Making Baaram was, however, not as easy as conceiving it. The film needed about 85 actors and Priya shares how she was able to pull it off with her humble budget. “I happened to watch a play in Cuddalore by Prabhath Bhaskaran, a teacher in the Department of Performing Arts at Pondicherry University. He brought together the people of a village that was grappling with an increasing number of alcoholics and suicides, and started a theatre culture. I was spellbound by their performances. It was my daughter, Ardra Swaroop, who suggested that I meet him and ask for the actors for my film.”
In a way, Baaram has brought Priya back to her state. “If you don’t have roots, you can’t grow wings. I was in the US for a while and my mom told me to settle down there but I didn’t. I love Tamil - it’s a funny language and precisely scientific. Whenever I come to Chennai, I feel at home. I think it is somewhere in our genes. Without such roots, what kind of stories are you going to tell?”

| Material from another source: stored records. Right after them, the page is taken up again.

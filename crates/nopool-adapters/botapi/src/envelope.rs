//! Bot-API response envelope.
//!
//! Every bot-API response is wrapped as `{"ok": true, "result": ...}` on
//! success or `{"ok": false, "error_code": ..., "description": ...}` on
//! failure. [`translate`] unwraps successful envelopes and passes
//! everything else through untouched; [`Envelope`] is the typed view used
//! when the caller wants failures as errors.

use serde::{Deserialize, Serialize};
use serde_json::Value;

use nopool_core::Payload;

use crate::error::{AdapterError, AdapterResult};

/// Truthiness of a JSON value in the bot-API client's sense.
///
/// `false`, `null`, `0`, `""`, `[]` and `{}` are falsy.
pub fn is_truthy(value: &Value) -> bool {
    match value {
        Value::Null => false,
        Value::Bool(b) => *b,
        Value::Number(n) => n.as_f64().is_some_and(|f| f != 0.0),
        Value::String(s) => !s.is_empty(),
        Value::Array(a) => !a.is_empty(),
        Value::Object(o) => !o.is_empty(),
    }
}

/// A decoded body as JSON; text and binary bodies become strings.
pub fn into_value(payload: Payload) -> Value {
    match payload {
        Payload::Json(value) => value,
        Payload::Text(text) => Value::String(text),
        Payload::Binary(bytes) => Value::String(String::from_utf8_lossy(&bytes).into_owned()),
    }
}

/// Unwraps a raw response value.
///
/// - an object with a truthy `ok` and a `result` key yields `result`;
/// - any other value is returned whole.
pub fn unwrap_envelope(value: Value) -> Value {
    let Value::Object(mut map) = value else {
        return value;
    };
    let unwrap = map.get("ok").is_some_and(is_truthy) && map.contains_key("result");
    match map.remove("result") {
        Some(result) if unwrap => result,
        Some(result) => {
            map.insert("result".to_string(), result);
            Value::Object(map)
        }
        None => Value::Object(map),
    }
}

/// Unwraps a decoded response body.
///
/// Same as [`unwrap_envelope`] on [`into_value`]: text becomes a JSON
/// string, a successful envelope yields its `result`, everything else
/// passes through.
pub fn translate(payload: Payload) -> Value {
    unwrap_envelope(into_value(payload))
}

/// Extra failure details carried by some error envelopes.
#[derive(Debug, Clone, Default, PartialEq, Eq, Serialize, Deserialize)]
pub struct ResponseParameters {
    /// The group was migrated to a supergroup with this id.
    #[serde(default, skip_serializing_if = "Option::is_none")]
    pub migrate_to_chat_id: Option<i64>,
    /// Flood control: seconds to wait before retrying.
    #[serde(default, skip_serializing_if = "Option::is_none")]
    pub retry_after: Option<u64>,
}

/// Typed view of a bot-API envelope.
#[derive(Debug, Clone, PartialEq, Serialize, Deserialize)]
pub struct Envelope {
    pub ok: bool,
    #[serde(default, skip_serializing_if = "Option::is_none")]
    pub result: Option<Value>,
    #[serde(default, skip_serializing_if = "Option::is_none")]
    pub description: Option<String>,
    #[serde(default, skip_serializing_if = "Option::is_none")]
    pub error_code: Option<i64>,
    #[serde(default, skip_serializing_if = "Option::is_none")]
    pub parameters: Option<ResponseParameters>,
}

impl Envelope {
    /// Parses an envelope from a JSON value.
    pub fn from_value(value: Value) -> AdapterResult<Self> {
        Ok(serde_json::from_value(value)?)
    }

    /// Returns `result` for a successful envelope, or an
    /// [`AdapterError::Api`] built from its error fields.
    pub fn into_result(self) -> AdapterResult<Value> {
        if self.ok {
            return Ok(self.result.unwrap_or(Value::Null));
        }
        Err(AdapterError::Api {
            code: self.error_code.unwrap_or_default(),
            description: self
                .description
                .unwrap_or_else(|| "unknown error".to_string()),
            retry_after: self.parameters.and_then(|p| p.retry_after),
        })
    }
}

/// Turns a raw (not yet unwrapped) response value into a result.
///
/// An object carrying `ok` is read as an envelope: truthy yields its
/// `result`, falsy becomes [`AdapterError::Api`]. Any other value is a
/// result as-is.
pub fn check(mut value: Value) -> AdapterResult<Value> {
    let Some(ok) = value.get("ok").map(is_truthy) else {
        return Ok(value);
    };
    if let Some(map) = value.as_object_mut() {
        map.insert("ok".to_string(), Value::Bool(ok));
    }
    Envelope::from_value(value)?.into_result()
}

This is not the first time Priya has gotten hold of a National Award. She earlier received one for her second documentary film - The Eye of The Fish - Kalaris Of Kerala. “That was my second documentary and Baaram is my second film. So, I am wondering, if my lucky number is two," she laughs.
When asked if it was a conscious decision to take the film on the festival circuit before its theatrical release, she says, “I didn’t have any plans. Things just turned out this way. I always wanted to have a theatrical release for my films. When the National Award happened, I saw this as an opportunity to release the film to a wider audience, not for personal glory but to take the issue to them. I am one of those filmmakers who believe a film should go to a theatre.”
Senicide is a tradition across the world in different forms but the topic is seldom debated. Priya says, “Even I don’t know why we don’t address such a big issue. I think everyone is complicit. My son once told me, ‘This is a conspiracy of silence’. Then I realised all abuse - sexual abuse, child abuse, and elder abuse - works on silence. It is also a matter of shame. A dad can’t go tell everyone his child is ill-treating him because he would be blamed for bad parenting.”
Poverty is one of the main justifications for the tradition of Thalaikoothal in Tamil Nadu but Priya feels this is just an easy answer. “I have known cases where it has happened in wealthy families as well. This is a crisis of humanity.”
After the theatrical release of Baaram, Priya is going to take a break and then venture into a feature film about kalari. “The Eye Of The Fish… was kind of research work for a feature film. The script for that feature has been waiting for a long time. That will be my next project.”